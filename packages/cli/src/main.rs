#![cfg_attr(feature = "fail-on-warnings", deny(warnings))]
#![warn(clippy::all, clippy::pedantic, clippy::nursery, clippy::cargo)]
#![allow(clippy::multiple_crate_versions, clippy::cargo_common_metadata)]

//! Command line interface for the carbon receipt scanner.
//!
//! `carbon-receipt scan <image>` runs a full scan session against the
//! configured analysis service and prints the rated receipt;
//! `carbon-receipt serve` starts the HTTP API server.

mod render;

use std::path::{Path, PathBuf};

use carbon_receipt_analysis::{AnalysisClient, fallback_receipt};
use carbon_receipt_models::ImagePayload;
use carbon_receipt_scan::{ScanEvent, ScanState};
use clap::{Parser, Subcommand};

#[derive(Parser)]
#[command(name = "carbon-receipt", about = "Grocery receipt carbon footprint scanner")]
struct Cli {
    #[command(subcommand)]
    command: Commands,
}

#[derive(Subcommand)]
enum Commands {
    /// Scan a receipt image and print its carbon rating
    Scan {
        /// Path to the receipt image (JPEG, PNG, or WebP)
        image: PathBuf,
        /// Fail instead of substituting the fallback receipt when the
        /// analysis service is unreachable
        #[arg(long)]
        no_fallback: bool,
    },
    /// Start the HTTP API server
    Serve,
}

#[tokio::main]
async fn main() -> Result<(), Box<dyn std::error::Error>> {
    pretty_env_logger::init_custom_env("RUST_LOG");
    let cli = Cli::parse();

    match cli.command {
        Commands::Scan { image, no_fallback } => scan(&image, no_fallback).await,
        Commands::Serve => {
            // The server uses actix-web's runtime, so run it in a
            // blocking task to avoid nesting tokio runtimes.
            tokio::task::spawn_blocking(|| {
                actix_web::rt::System::new().block_on(carbon_receipt_server::run_server())
            })
            .await??;
            Ok(())
        }
    }
}

/// Drives one scan session: file selected, analysis settled, result
/// printed.
async fn scan(path: &Path, no_fallback: bool) -> Result<(), Box<dyn std::error::Error>> {
    let bytes = std::fs::read(path)?;
    let payload = ImagePayload::from_bytes(mime_for(path), &bytes);

    let client = AnalysisClient::from_env();
    log::info!("Analyzing receipt via {}", client.url());

    let state = ScanState::Idle.apply(ScanEvent::FileSelected(payload))?;
    let ScanState::Analyzing { image } = &state else {
        return Err("scan session did not enter analysis".into());
    };

    let receipt = match client.analyze(image).await {
        Ok(receipt) => receipt,
        Err(e) if no_fallback => return Err(e.into()),
        Err(e) => {
            log::warn!("Analysis service unavailable, substituting fallback receipt: {e}");
            fallback_receipt()
        }
    };

    let state = state.apply(ScanEvent::AnalysisSettled(receipt))?;
    let ScanState::Result { receipt, rating } = state else {
        return Err("scan session did not settle".into());
    };

    render::print_receipt(&receipt, &rating);
    Ok(())
}

/// Guesses the MIME type from the file extension. The analysis service
/// only uses it to label the data URL, so JPEG is a safe default.
fn mime_for(path: &Path) -> &'static str {
    match path.extension().and_then(|ext| ext.to_str()) {
        Some("png") => "image/png",
        Some("webp") => "image/webp",
        _ => "image/jpeg",
    }
}
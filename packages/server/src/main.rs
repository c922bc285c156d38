#![cfg_attr(feature = "fail-on-warnings", deny(warnings))]
#![warn(clippy::all, clippy::pedantic, clippy::nursery, clippy::cargo)]
#![allow(clippy::multiple_crate_versions, clippy::cargo_common_metadata)]

//! Standalone entry point for the carbon receipt API server.

#[actix_web::main]
async fn main() -> std::io::Result<()> {
    pretty_env_logger::init_custom_env("RUST_LOG");

    carbon_receipt_server::run_server().await
}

■ **YOUR INSTRUCTIONS**: Within the listing above, the range opens at the line with "let bytes = std::fs::read(path)?;" and closes at the line with "let state = state.apply(ScanEvent::AnalysisSettled(receipt))?;". Reproduce exactly the lines of that range, including both ends.

■ **THE COMPLETED TASK**:
    let bytes = std::fs::read(path)?;
    let payload = ImagePayload::from_bytes(mime_for(path), &bytes);

    let client = AnalysisClient::from_env();
    log::info!("Analyzing receipt via {}", client.url());

    let state = ScanState::Idle.apply(ScanEvent::FileSelected(payload))?;
    let ScanState::Analyzing { image } = &state else {
        return Err("scan session did not enter analysis".into());
    };

    let receipt = match client.analyze(image).await {
        Ok(receipt) => receipt,
        Err(e) if no_fallback => return Err(e.into()),
        Err(e) => {
            log::warn!("Analysis service unavailable, substituting fallback receipt: {e}");
            fallback_receipt()
        }
    };

    let state = state.apply(ScanEvent::AnalysisSettled(receipt))?;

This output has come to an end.